Art. 107 - Extingue-se a punibilidade:
II - pela anistia, graça ou indulto;
A graça e indulto são  causa de extinção de punibilidade concedidos pelo Presidente da República (podendo ser delegado para o Procurador Geral da República, Advogado Geral da União ou Ministros de Estado) através de Decreto que opera no efeito executório da condenação. Estes institutos pressupõem sentença condenatória transitada em julgado (decisão que não cabe mais recurso). A graça é concedida individualmente e o indulto é concedido coletivamente.  Considerando o caso em tela, a doutrina entende que estes institutos não são a via adequada para que o ex-presidente seja considerado elegível, uma vez que eles extinguem somente o efeito principal (a pena), subsistindo os efeitos secundários (inelegibilidade, como no caso).
“No plano dos efeitos, tanto a graça quanto o indulto afetam apenas a pena (efeito penal principal), deixando incólumes os efeitos penais secundários e extrapenais.

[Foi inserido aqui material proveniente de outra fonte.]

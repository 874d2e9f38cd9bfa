//! Verbatim protocol implementation.
//!
//! Every line is a complete request and is echoed back at once:
//!
//! ```text
//! Request:  hello\n
//! Response: {"message":"received","code":1,"data":"hello"}\n
//! ```
//!
//! Responses are written in request order before the next line is read.
//! An empty line closes the connection.

pub mod handler;

pub use handler::handle_connection;
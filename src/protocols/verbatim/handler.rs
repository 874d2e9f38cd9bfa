//! Verbatim protocol connection handler.

use std::io;
use tokio::io::{AsyncRead, AsyncWrite, AsyncWriteExt};
use tracing::trace;

use crate::config::ConnectionOptions;
use crate::envelope::{self, Envelope};
use crate::reader::LineReader;

/// Message sent with every echoed line.
pub const RECEIVED_MESSAGE: &str = "received";

/// Handle a verbatim protocol connection.
pub async fn handle_connection<S>(stream: S, options: ConnectionOptions) -> io::Result<()>
where
    S: AsyncRead + AsyncWrite + Unpin,
{
    let (reader, mut writer) = tokio::io::split(stream);
    let mut lines = LineReader::new(reader, options);

    while let Some(line) = lines.next_line().await? {
        if line.is_empty() {
            trace!("Blank line, closing connection");
            return writer.shutdown().await;
        }

        trace!(len = line.len(), "Echoing line");
        envelope::send(&mut writer, &Envelope::success(RECEIVED_MESSAGE, line.as_str())).await?;
    }

    trace!("Connection closed by client");
    Ok(())
}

Logo, a vertente inelegibilidade da alínea e, I, art. 1o da LC no 64/90 não é afetada pela graça nem pelo indulto” (GOMES, 2016)
A anistia é causa de extinção de punibilidade concedida pelo Congresso Nacional através de Lei Federal Ordinária (art. 48, VIII, CF/88), ela se justifica por interesses político. Ela opera de forma total e parcial nos efeitos da pena e pode ser concedida mesmo que a decisão objeto da anistia não tenha transitado em julgado. Ela afeta o crime e seus efeitos secundários (inelegibilidade, por exemplo). José Jairo Gomes (2016) esclarece
“No que concerne à inelegibilidade prevista na enfocada alínea e, I, art. 1º da LC no 64/90, é ela abolida pela anistia. A subsistência da inelegibilidade é inconciliável com o instituto em apreço. Afinal, a anistia é em regra motivada por razões de ordem política, cuja finalidade é o esquecimento dos fatos em prol da paz social. Assim, pela própria natureza da anistia, ainda que não haja específica previsão legal, não subsiste a inelegibilidade”
Nesse sentido, a anistia é um instituto político adequado para sanar a inelegibilidade.

Em síntese

Com a confirmação da condenação pelo TRF-4, Lula torna-se inelegível a partir da publicação da decisão do colegiado. Entretanto, poderá requerer medida cautelar ao STF/STJ requerendo efeito suspensivo dessa inelegibilidade. Por outro lado, mesmo que a medida cautelar seja deferida, não implica que ela seja vinculada à Justiça Eleitoral. Finalmente, a anistia também é meio cabível para sanar a inelegibilidade do candidato.

Bibliografia utilizada

BARREIROS NETO, Jaime. Direito Eleitoral: Coleção Sinopses para Concurso.4 ed. Bahia: Juspodvim, 2014
Gomes, José Jairo. Direito eleitoral. 12. ed. São Paulo: Atlas, 2016.